* [Task objective]
Comb the records below for the string "pair" and copy each line where it turns up.

* [Dataset records]
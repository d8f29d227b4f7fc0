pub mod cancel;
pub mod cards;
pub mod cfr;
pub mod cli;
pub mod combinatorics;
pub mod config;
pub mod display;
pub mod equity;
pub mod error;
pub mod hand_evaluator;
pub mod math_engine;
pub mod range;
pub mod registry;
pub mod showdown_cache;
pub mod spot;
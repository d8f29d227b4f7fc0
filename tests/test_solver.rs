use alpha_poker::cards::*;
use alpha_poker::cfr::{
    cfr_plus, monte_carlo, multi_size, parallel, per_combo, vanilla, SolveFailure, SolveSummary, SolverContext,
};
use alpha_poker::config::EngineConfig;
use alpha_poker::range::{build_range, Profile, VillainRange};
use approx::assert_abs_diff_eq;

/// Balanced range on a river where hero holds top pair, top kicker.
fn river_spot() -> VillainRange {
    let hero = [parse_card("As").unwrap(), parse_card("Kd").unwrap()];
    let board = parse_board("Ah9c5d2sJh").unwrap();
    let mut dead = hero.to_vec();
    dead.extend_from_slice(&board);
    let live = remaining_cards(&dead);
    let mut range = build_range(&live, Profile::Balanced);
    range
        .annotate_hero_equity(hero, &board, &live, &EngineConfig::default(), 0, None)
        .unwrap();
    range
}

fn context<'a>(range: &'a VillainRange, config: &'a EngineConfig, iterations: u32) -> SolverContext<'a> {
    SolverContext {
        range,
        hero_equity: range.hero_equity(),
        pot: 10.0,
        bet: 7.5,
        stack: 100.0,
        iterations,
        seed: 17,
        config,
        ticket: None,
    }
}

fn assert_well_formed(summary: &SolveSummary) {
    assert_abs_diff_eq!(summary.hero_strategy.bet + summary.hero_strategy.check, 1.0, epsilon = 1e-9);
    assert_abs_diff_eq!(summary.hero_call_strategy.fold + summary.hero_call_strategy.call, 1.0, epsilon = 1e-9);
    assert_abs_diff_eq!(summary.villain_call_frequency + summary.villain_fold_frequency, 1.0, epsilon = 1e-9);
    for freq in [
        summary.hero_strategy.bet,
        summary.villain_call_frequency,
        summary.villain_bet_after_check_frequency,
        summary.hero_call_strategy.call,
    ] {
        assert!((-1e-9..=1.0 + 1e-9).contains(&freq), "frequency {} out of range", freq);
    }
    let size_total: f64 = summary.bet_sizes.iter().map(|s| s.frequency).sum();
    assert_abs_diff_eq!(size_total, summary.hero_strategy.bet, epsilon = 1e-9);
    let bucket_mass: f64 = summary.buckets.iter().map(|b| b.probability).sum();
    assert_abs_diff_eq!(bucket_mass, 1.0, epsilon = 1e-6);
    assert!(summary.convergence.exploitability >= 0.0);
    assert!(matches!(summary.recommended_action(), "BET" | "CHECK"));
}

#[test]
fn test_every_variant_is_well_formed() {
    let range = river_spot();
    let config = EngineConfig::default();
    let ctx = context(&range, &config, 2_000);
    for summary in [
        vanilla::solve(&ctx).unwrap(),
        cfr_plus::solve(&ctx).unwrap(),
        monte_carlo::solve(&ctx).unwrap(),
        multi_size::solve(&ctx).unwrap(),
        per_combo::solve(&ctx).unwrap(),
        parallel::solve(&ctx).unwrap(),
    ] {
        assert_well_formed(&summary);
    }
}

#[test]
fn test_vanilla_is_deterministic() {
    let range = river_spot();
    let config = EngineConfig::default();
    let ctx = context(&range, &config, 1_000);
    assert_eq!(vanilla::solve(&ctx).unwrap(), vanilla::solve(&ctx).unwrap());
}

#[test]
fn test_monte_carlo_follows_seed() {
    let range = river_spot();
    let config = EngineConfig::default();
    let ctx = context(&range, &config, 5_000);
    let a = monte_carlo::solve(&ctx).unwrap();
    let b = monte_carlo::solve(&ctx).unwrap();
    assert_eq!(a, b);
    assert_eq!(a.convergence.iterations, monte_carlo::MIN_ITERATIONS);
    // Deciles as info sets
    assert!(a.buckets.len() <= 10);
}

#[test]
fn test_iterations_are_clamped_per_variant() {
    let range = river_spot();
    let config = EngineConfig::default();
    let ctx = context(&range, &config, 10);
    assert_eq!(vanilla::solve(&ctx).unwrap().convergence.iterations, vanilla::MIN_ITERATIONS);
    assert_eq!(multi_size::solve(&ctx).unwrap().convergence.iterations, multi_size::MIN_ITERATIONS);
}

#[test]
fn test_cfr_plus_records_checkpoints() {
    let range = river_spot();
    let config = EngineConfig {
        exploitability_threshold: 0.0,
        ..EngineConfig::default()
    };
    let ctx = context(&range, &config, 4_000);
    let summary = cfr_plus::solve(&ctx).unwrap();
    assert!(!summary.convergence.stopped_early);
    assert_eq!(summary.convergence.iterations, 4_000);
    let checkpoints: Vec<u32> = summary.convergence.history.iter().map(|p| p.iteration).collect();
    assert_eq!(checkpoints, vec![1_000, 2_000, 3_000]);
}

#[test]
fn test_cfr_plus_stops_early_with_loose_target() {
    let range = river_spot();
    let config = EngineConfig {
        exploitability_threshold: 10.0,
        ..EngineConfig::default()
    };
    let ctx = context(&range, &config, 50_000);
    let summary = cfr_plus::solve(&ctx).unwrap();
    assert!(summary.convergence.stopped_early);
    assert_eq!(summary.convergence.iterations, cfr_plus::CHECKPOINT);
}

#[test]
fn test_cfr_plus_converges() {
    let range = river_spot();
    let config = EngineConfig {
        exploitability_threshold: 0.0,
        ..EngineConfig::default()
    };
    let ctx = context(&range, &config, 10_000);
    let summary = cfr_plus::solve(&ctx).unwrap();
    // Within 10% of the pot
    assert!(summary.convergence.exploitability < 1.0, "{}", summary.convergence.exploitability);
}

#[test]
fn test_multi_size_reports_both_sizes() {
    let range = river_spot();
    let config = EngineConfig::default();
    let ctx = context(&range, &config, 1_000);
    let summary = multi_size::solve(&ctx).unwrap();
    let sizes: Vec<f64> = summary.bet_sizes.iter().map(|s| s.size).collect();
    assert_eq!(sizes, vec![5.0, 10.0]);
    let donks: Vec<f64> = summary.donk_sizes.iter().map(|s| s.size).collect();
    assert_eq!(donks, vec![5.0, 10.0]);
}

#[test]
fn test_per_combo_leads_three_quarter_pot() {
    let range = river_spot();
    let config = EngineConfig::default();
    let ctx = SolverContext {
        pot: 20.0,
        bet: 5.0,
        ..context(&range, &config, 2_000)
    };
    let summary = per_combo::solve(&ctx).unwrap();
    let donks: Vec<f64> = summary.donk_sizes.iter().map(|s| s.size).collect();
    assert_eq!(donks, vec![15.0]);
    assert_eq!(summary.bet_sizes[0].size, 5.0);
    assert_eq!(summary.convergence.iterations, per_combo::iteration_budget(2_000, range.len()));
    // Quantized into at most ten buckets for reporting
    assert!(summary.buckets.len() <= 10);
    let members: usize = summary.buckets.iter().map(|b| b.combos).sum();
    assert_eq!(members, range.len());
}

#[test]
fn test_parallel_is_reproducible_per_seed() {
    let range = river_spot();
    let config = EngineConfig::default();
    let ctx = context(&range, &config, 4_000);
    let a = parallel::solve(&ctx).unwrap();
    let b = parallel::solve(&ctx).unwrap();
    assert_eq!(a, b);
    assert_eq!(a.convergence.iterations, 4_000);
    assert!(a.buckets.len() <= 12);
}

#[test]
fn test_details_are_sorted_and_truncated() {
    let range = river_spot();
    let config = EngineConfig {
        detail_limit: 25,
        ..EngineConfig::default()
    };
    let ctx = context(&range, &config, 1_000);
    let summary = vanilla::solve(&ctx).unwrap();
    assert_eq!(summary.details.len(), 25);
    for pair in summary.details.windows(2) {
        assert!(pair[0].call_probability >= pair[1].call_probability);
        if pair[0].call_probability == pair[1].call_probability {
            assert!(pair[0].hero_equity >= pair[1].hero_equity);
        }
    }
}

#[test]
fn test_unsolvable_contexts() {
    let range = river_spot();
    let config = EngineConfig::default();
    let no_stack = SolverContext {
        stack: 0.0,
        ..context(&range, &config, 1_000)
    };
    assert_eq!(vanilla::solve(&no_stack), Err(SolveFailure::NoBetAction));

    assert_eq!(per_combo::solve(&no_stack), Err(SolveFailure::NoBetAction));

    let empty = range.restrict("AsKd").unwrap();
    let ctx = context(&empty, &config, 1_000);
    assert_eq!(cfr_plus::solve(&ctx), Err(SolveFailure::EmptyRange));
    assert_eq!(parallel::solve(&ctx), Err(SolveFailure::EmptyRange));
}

* [Reply]
/// Balanced range on a river where hero holds top pair, top kicker.
    for pair in summary.details.windows(2) {
        assert!(pair[0].call_probability >= pair[1].call_probability);
        if pair[0].call_probability == pair[1].call_probability {
            assert!(pair[0].hero_equity >= pair[1].hero_equity);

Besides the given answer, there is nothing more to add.